I'm new to this. I got a Mastercraft 30" electric smoker. I wanted to season it today but it was only about 5 degrees outside today and after an hour, the smoker never heated up. Is that because it was so cold out or could there be something wrong with my smoker?  Thanks in advance


----------



## SmokinAl (Jan 18, 2016)

Welcome to SMF. I'm in Florida so it's a little hard for me to imagine 5 degrees. Yes the outside temp will affect your smoker. Do you mean Masterbuilt? If so the insulation should help a little and make sure you don't use an extension cord.

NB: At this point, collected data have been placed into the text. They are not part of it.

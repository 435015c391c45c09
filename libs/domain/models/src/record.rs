// [libs/domain/models/src/record.rs]
//! Types that flow through the ETL pipeline. The
//! pipeline's `Extractor`/`Transformer`/`Sink` traits live in
//! `certslurp-pipeline`; the shapes they pass between each other live
//! here so the worker crate can depend on the shapes without pulling
//! in pipeline implementations.

use serde::{Deserialize, Serialize};

/// One raw entry pulled from a CT log's `get-entries` window, keyed by
/// its position in the log.
#[derive(Debug, Clone, Serialize, Deserialize)]
pub struct RawLogEntry {
    pub index: u64,
    pub leaf_input: Vec<u8>,
    pub extra_data: Vec<u8>,
}

/// A record produced by an `Extractor` and threaded through
/// `Transformer`s before reaching a `Sink`. Intentionally a loose JSON
/// object: the concrete shape is a property of the extractor/transformer
/// pair named in the job spec, not of the coordination plane.
#[derive(Debug, Clone, Serialize, Deserialize, Default)]
pub struct Record(pub serde_json::Map<String, serde_json::Value>);

impl Record {
    pub fn new() -> Self {
        Self(serde_json::Map::new())
    }

    pub fn insert(&mut self, key: impl Into<String>, value: impl Into<serde_json::Value>) {
        self.0.insert(key.into(), value.into());
    }

    pub fn get(&self, key: &str) -> Option<&serde_json::Value> {
        self.0.get(key)
    }
}
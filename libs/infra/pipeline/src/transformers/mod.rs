// [libs/infra/pipeline/src/transformers/mod.rs]
pub mod passthrough;
// [libs/infra/pipeline/src/pipeline.rs]
//! The consumer half of the per-shard producer/consumer pair. The
//! producer (a `CtLogFetcher` stream) and
//! the bounded channel connecting the two live in the worker
//! supervisor, which also owns cancellation and lease renewal around
//! this loop.

use certslurp_domain_models::{Manifest, RawLogEntry};
use tokio::sync::mpsc::Receiver;
use tracing::instrument;

use crate::errors::PipelineError;
use crate::traits::{Extractor, Sink, Transformer};

pub struct Pipeline {
    extractor: Box<dyn Extractor>,
    transformer: Box<dyn Transformer>,
    sink: Box<dyn Sink>,
}

impl Pipeline {
    pub fn new(extractor: Box<dyn Extractor>, transformer: Box<dyn Transformer>, sink: Box<dyn Sink>) -> Self {
        Pipeline { extractor, transformer, sink }
    }

    /// Builds a pipeline by resolving the three names from a job's
    /// `output` options through [`crate::registry`].
    pub fn from_names(extractor: &str, transformer: &str, sink: &str) -> Result<Self, PipelineError> {
        Ok(Pipeline::new(
            crate::registry::build_extractor(extractor)?,
            crate::registry::build_transformer(transformer)?,
            crate::registry::build_sink(sink)?,
        ))
    }

    /// Processes one raw entry through extract → transform, returning
    /// `Ok(None)` if the transformer filtered it out.
    fn process(&self, entry: &RawLogEntry) -> Result<Option<certslurp_domain_models::Record>, PipelineError> {
        let record = self.extractor.extract(entry)?;
        self.transformer.transform(record)
    }

    /// Drains `rx` until the producer closes it (normal completion) or
    /// an extract/transform/sink error occurs (propagated so the
    /// caller can `ReportShardFailed`).
    #[instrument(skip(self, rx))]
    pub async fn run(mut self, mut rx: Receiver<RawLogEntry>) -> Result<Manifest, PipelineError> {
        while let Some(entry) = rx.recv().await {
            if let Some(record) = self.process(&entry)? {
                self.sink.write(record).await?;
            }
        }
        self.sink.finish().await
    }
}

#[cfg(test)]
mod tests {
    use super::*;
    use certslurp_domain_models::RawLogEntry;

    #[tokio::test]
    async fn runs_entries_through_to_a_manifest() {
        let pipeline = Pipeline::from_names("raw", "passthrough", "null").unwrap();
        let (tx, rx) = tokio::sync::mpsc::channel(8);

        for i in 0..4u64 {
            tx.send(RawLogEntry { index: i, leaf_input: vec![i as u8], extra_data: vec![] })
                .await
                .unwrap();
        }
        drop(tx);

        let manifest = pipeline.run(rx).await.unwrap();
        assert_eq!(manifest.record_count, 4);
    }

    #[tokio::test]
    async fn unknown_component_name_fails_fast_before_any_entry_is_read() {
        let err = Pipeline::from_names("nonexistent", "passthrough", "null").unwrap_err();
        assert!(matches!(err, PipelineError::UnknownComponent { .. }));
    }
}
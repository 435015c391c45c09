// [libs/infra/secrets/src/errors.rs]
use certslurp_coordination_store::CoordinationStoreError;
use thiserror::Error;

#[derive(Debug, Error)]
pub enum SecretsError {
    #[error("[SEC_STORE_FAULT]: coordination store error: {0}")]
    Store(#[from] CoordinationStoreError),

    #[error("[SEC_IO_FAULT]: keychain file error at {path}: {source}")]
    KeychainIo {
        path: String,
        #[source]
        source: std::io::Error,
    },

    #[error("[SEC_ENCODE_FAULT]: base64 decode failed: {0}")]
    Encoding(#[from] base64::DecodeError),

    #[error("[SEC_SEAL_FAULT]: failed to seal payload to recipient public key")]
    Seal,

    #[error("[SEC_OPEN_FAULT]: failed to open sealed envelope — wrong key or corrupt input")]
    Open,

    #[error("[SEC_ENCRYPT_FAULT]: failed to encrypt secret value")]
    Encrypt,

    #[error("[SEC_DECRYPT_FAULT]: failed to decrypt secret value — wrong cluster key or corrupt ciphertext")]
    Decrypt,

    #[error("[SEC_MALFORMED_ENVELOPE]: envelope shorter than the minimum header length")]
    MalformedEnvelope,

    #[error("[SEC_KEY_LENGTH_FAULT]: cluster key material was {0} bytes, expected exactly 32")]
    InvalidClusterKeyLength(usize),

    #[error("[SEC_NOT_ENROLLED]: node has no cluster key in memory; register() has not completed")]
    NotEnrolled,

    #[error("[SEC_NOT_FOUND]: no pending registration for node {0}")]
    NoPendingRegistration(String),
}
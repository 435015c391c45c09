// [libs/domain/models/src/shard.rs]
//! Shard entities: `ShardRange`, `ShardAssignment`, and the
//! materialized `ShardAssignmentStatus` view the shard engine hands
//! back to callers.

use chrono::{DateTime, Utc};
use serde::{Deserialize, Serialize};

/// A half-open index window `[index_from, index_to)`. Immutable once
/// written.
#[derive(Debug, Clone, Copy, PartialEq, Eq, Serialize, Deserialize)]
pub struct ShardRange {
    pub shard_id: u64,
    pub index_from: u64,
    pub index_to: u64,
}

impl ShardRange {
    pub fn len(&self) -> u64 {
        self.index_to.saturating_sub(self.index_from)
    }

    pub fn is_empty(&self) -> bool {
        self.len() == 0
    }
}

/// Mutable claim state for one shard. `done` and `failed` are sticky
/// once set; `retries` is monotonically non-decreasing.
#[derive(Debug, Clone, Default, Serialize, Deserialize)]
pub struct ShardAssignment {
    #[serde(default)]
    pub worker_id: Option<String>,
    #[serde(default)]
    pub assigned_at: Option<DateTime<Utc>>,
    #[serde(default)]
    pub lease_expiry: Option<DateTime<Utc>>,
    #[serde(default)]
    pub retries: u32,
    #[serde(default)]
    pub backoff_until: Option<DateTime<Utc>>,
    #[serde(default)]
    pub done: bool,
    #[serde(default)]
    pub failed: bool,
    #[serde(default)]
    pub manifest: Option<Manifest>,
}

impl ShardAssignment {
    /// Claimable iff not done, not failed, the lease is free (unassigned
    /// or expired), and any backoff window has elapsed.
    pub fn is_claimable(&self, now: DateTime<Utc>) -> bool {
        if self.done || self.failed {
            return false;
        }
        let lease_free = match self.lease_expiry {
            None => true,
            Some(expiry) => now > expiry,
        };
        let backoff_cleared = match self.backoff_until {
            None => true,
            Some(until) => now >= until,
        };
        lease_free && backoff_cleared
    }

    /// Permanently failed iff `failed=true ∧ retries > MaxShardRetries`.
    pub fn is_permanently_failed(&self, max_retries: u32) -> bool {
        self.failed && self.retries > max_retries
    }

    /// "Effective done" (GLOSSARY): done, or permanently failed.
    pub fn is_effectively_done(&self, max_retries: u32) -> bool {
        self.done || self.is_permanently_failed(max_retries)
    }

    pub fn is_orphaned(&self, now: DateTime<Utc>) -> bool {
        if self.done || self.failed {
            return false;
        }
        match (&self.worker_id, self.lease_expiry) {
            (Some(_), Some(expiry)) => now > expiry,
            _ => false,
        }
    }
}

/// A small record a worker emits on shard completion (GLOSSARY).
#[derive(Debug, Clone, Serialize, Deserialize)]
pub struct Manifest {
    pub record_count: u64,
    pub byte_count: u64,
    pub sink_locator: String,
    pub completed_at: DateTime<Utc>,
}

/// `range ∪ assignment` as materialized by `GetShardStatus`/`GetShardAssignments`.
#[derive(Debug, Clone, Serialize, Deserialize)]
pub struct ShardAssignmentStatus {
    pub range: ShardRange,
    pub assignment: ShardAssignment,
}

#[cfg(test)]
mod tests {
    use super::*;
    use chrono::Duration;

    fn now() -> DateTime<Utc> {
        Utc::now()
    }

    #[test]
    fn fresh_shard_is_claimable() {
        let a = ShardAssignment::default();
        assert!(a.is_claimable(now()));
    }

    #[test]
    fn assigned_with_live_lease_is_not_claimable() {
        let a = ShardAssignment {
            worker_id: Some("w1".into()),
            lease_expiry: Some(now() + Duration::seconds(60)),
            ..Default::default()
        };
        assert!(!a.is_claimable(now()));
    }

    #[test]
    fn assigned_with_expired_lease_is_claimable_and_orphaned() {
        let a = ShardAssignment {
            worker_id: Some("w1".into()),
            lease_expiry: Some(now() - Duration::seconds(1)),
            ..Default::default()
        };
        assert!(a.is_claimable(now()));
        assert!(a.is_orphaned(now()));
    }

    #[test]
    fn in_backoff_is_not_claimable() {
        let a = ShardAssignment {
            backoff_until: Some(now() + Duration::seconds(30)),
            ..Default::default()
        };
        assert!(!a.is_claimable(now()));
    }

    #[test]
    fn done_or_failed_are_never_claimable_regardless_of_lease() {
        let done = ShardAssignment {
            done: true,
            ..Default::default()
        };
        let failed = ShardAssignment {
            failed: true,
            ..Default::default()
        };
        assert!(!done.is_claimable(now()));
        assert!(!failed.is_claimable(now()));
        assert!(!done.is_orphaned(now()));
        assert!(!failed.is_orphaned(now()));
    }

    #[test]
    fn permanent_failure_predicate_matches_resolved_open_question() {
        let a = ShardAssignment {
            failed: true,
            retries: 4,
            ..Default::default()
        };
        assert!(a.is_permanently_failed(3));
        assert!(!a.is_permanently_failed(4));
    }
}
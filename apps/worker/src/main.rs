// [apps/worker/src/main.rs]
use std::path::PathBuf;

use anyhow::{Context, Result};
use certslurp_config::{ClusterConfig, ConfigFile};
use certslurp_worker::WorkerKernel;
use clap::Parser;

#[derive(Parser, Debug)]
#[command(name = "certslurp-worker", about = "Shard-claiming CT log scanning worker")]
struct Args {
    /// Path to a YAML or JSON config file, layered under env vars and defaults.
    #[arg(long, env = "CERTSLURP_CONFIG")]
    config: Option<PathBuf>,
}

#[tokio::main]
async fn main() -> Result<()> {
    dotenvy::dotenv().ok();
    certslurp_telemetry::init_tracing("certslurp-worker");

    let args = Args::parse();
    let file = args
        .config
        .as_deref()
        .map(ConfigFile::load)
        .transpose()
        .context("failed to load config file")?;
    let config = ClusterConfig::load(file).context("failed to resolve cluster config")?;

    WorkerKernel::ignite(&config).await?.launch().await
}
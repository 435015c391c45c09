// [libs/infra/pipeline/src/extractors/raw.rs]
//! `raw` extractor: passes a log entry through as base64-encoded
//! leaf/extra bytes, without parsing the certificate inside. Full
//! certificate parsing (subject/issuer/domains) is outside this
//! crate's scope — the `raw` extractor is the one named in the
//! happy-path scenario and the baseline every other extractor builds on.

use base64::{engine::general_purpose::STANDARD, Engine as _};
use certslurp_domain_models::{RawLogEntry, Record};

use crate::errors::PipelineError;
use crate::traits::Extractor;

pub struct RawExtractor;

impl Extractor for RawExtractor {
    fn extract(&self, entry: &RawLogEntry) -> Result<Record, PipelineError> {
        let mut record = Record::new();
        record.insert("index", entry.index);
        record.insert("leaf_input", STANDARD.encode(&entry.leaf_input));
        record.insert("extra_data", STANDARD.encode(&entry.extra_data));
        Ok(record)
    }
}

#[cfg(test)]
mod tests {
    use super::*;

    #[test]
    fn extracts_index_and_base64_payloads() {
        let entry = RawLogEntry { index: 7, leaf_input: vec![1, 2, 3], extra_data: vec![] };
        let record = RawExtractor.extract(&entry).unwrap();
        assert_eq!(record.get("index").unwrap(), 7);
        assert_eq!(record.get("leaf_input").unwrap(), &STANDARD.encode([1, 2, 3]));
    }
}
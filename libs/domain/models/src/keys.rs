// [libs/domain/models/src/keys.rs]
//! Key-path construction for the persistent state layout. Every
//! other crate builds keys through these helpers instead of
//! formatting strings inline, so the layout only has one source of
//! truth.

/// Default root prefix when none is configured.
pub const DEFAULT_ROOT_PREFIX: &str = "/certslurp";

fn trim(prefix: &str) -> &str {
    prefix.trim_end_matches('/')
}

pub fn jobs_prefix(root: &str) -> String {
    format!("{}/jobs/", trim(root))
}

pub fn job_prefix(root: &str, job_id: &str) -> String {
    format!("{}/jobs/{}/", trim(root), job_id)
}

pub fn job_spec_key(root: &str, job_id: &str) -> String {
    format!("{}spec", job_prefix(root, job_id))
}

pub fn job_submitted_key(root: &str, job_id: &str) -> String {
    format!("{}submitted", job_prefix(root, job_id))
}

pub fn job_started_key(root: &str, job_id: &str) -> String {
    format!("{}started", job_prefix(root, job_id))
}

pub fn job_completed_key(root: &str, job_id: &str) -> String {
    format!("{}completed", job_prefix(root, job_id))
}

pub fn job_cancelled_key(root: &str, job_id: &str) -> String {
    format!("{}cancelled", job_prefix(root, job_id))
}

pub fn job_status_key(root: &str, job_id: &str) -> String {
    format!("{}status", job_prefix(root, job_id))
}

pub fn shard_count_key(root: &str, job_id: &str) -> String {
    format!("{}shard_count", job_prefix(root, job_id))
}

pub fn shards_prefix(root: &str, job_id: &str) -> String {
    format!("{}shards/", job_prefix(root, job_id))
}

fn shard_prefix(root: &str, job_id: &str, shard_id: u64) -> String {
    format!("{}{}/", shards_prefix(root, job_id), shard_id)
}

pub fn shard_range_key(root: &str, job_id: &str, shard_id: u64) -> String {
    format!("{}range", shard_prefix(root, job_id, shard_id))
}

pub fn shard_assignment_key(root: &str, job_id: &str, shard_id: u64) -> String {
    format!("{}assignment", shard_prefix(root, job_id, shard_id))
}

pub fn workers_prefix(root: &str) -> String {
    format!("{}/workers/", trim(root))
}

pub fn worker_key(root: &str, worker_id: &str) -> String {
    format!("{}{}", workers_prefix(root), worker_id)
}

fn worker_prefix(root: &str, worker_id: &str) -> String {
    format!("{}/", worker_key(root, worker_id))
}

pub fn worker_last_seen_key(root: &str, worker_id: &str) -> String {
    format!("{}last_seen", worker_prefix(root, worker_id))
}

pub fn worker_shards_processed_key(root: &str, worker_id: &str) -> String {
    format!("{}shards_processed", worker_prefix(root, worker_id))
}

pub fn worker_shards_failed_key(root: &str, worker_id: &str) -> String {
    format!("{}shards_failed", worker_prefix(root, worker_id))
}

pub fn worker_processing_time_ns_key(root: &str, worker_id: &str) -> String {
    format!("{}processing_time_ns", worker_prefix(root, worker_id))
}

pub fn worker_last_updated_key(root: &str, worker_id: &str) -> String {
    format!("{}last_updated", worker_prefix(root, worker_id))
}

pub fn secrets_pending_prefix(root: &str) -> String {
    format!("{}/secrets/pending/", trim(root))
}

pub fn secrets_pending_key(root: &str, node_id: &str) -> String {
    format!("{}{}", secrets_pending_prefix(root), node_id)
}

pub fn secrets_sealed_key_prefix(root: &str) -> String {
    format!("{}/secrets/keys/", trim(root))
}

pub fn secrets_sealed_key(root: &str, node_id: &str) -> String {
    format!("{}{}", secrets_sealed_key_prefix(root), node_id)
}

pub fn secrets_store_prefix(root: &str) -> String {
    format!("{}/secrets/store/", trim(root))
}

pub fn secrets_store_key(root: &str, key: &str) -> String {
    format!("{}{}", secrets_store_prefix(root), key)
}

/// Extracts the `shardID` from a key produced by `shard_prefix`, used
/// when materializing `ShardAssignmentStatus` from a prefix scan.
pub fn parse_shard_id_from_key(root: &str, job_id: &str, key: &str) -> Option<u64> {
    let prefix = shards_prefix(root, job_id);
    let rest = key.strip_prefix(&prefix)?;
    let id_part = rest.split('/').next()?;
    id_part.parse().ok()
}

I'm sure someone from the frozen tundra will chime in with a better answer.

Al


----------



## daveomak (Jan 18, 2016)

The smoker has a safety switch or something stupid that won't allow it to start if it's cold out...  Take a hair dryer and apply heat to the 2 sensors on the back wall...   The element will come on...   keep the hair dryer going until the unit itself gets up to above 40 deg. or so...  then it will operate normally......

Dave


----------



## gary s (Jan 20, 2016)

*Good afternoon and welcome to the forum, from a pretty nice day here in East Texas, and the best site on the web. Lots of great people with tons of information on just about  everything.*

*Gary*


----------



## northofdallas (Jan 20, 2016)

Hey Barney!

I found my MES didnt like cold blowing wind, so I created a cabinet for mine.  works like a CHAMP:

http://www.smokingmeatforums.com/t/241035/new-dude-qview-mes-in-a-cabinet-and-a-hearty-howdy


----------



## Bearcarver (Jan 20, 2016)

Actually if an MES is out in the open, any kind of wind, cold or warm is a bad thing.

The cold is taken care of pretty much by the insulation, but the wind can suck the heat right out of the top vent, unless you do something to block it.

Bear


----------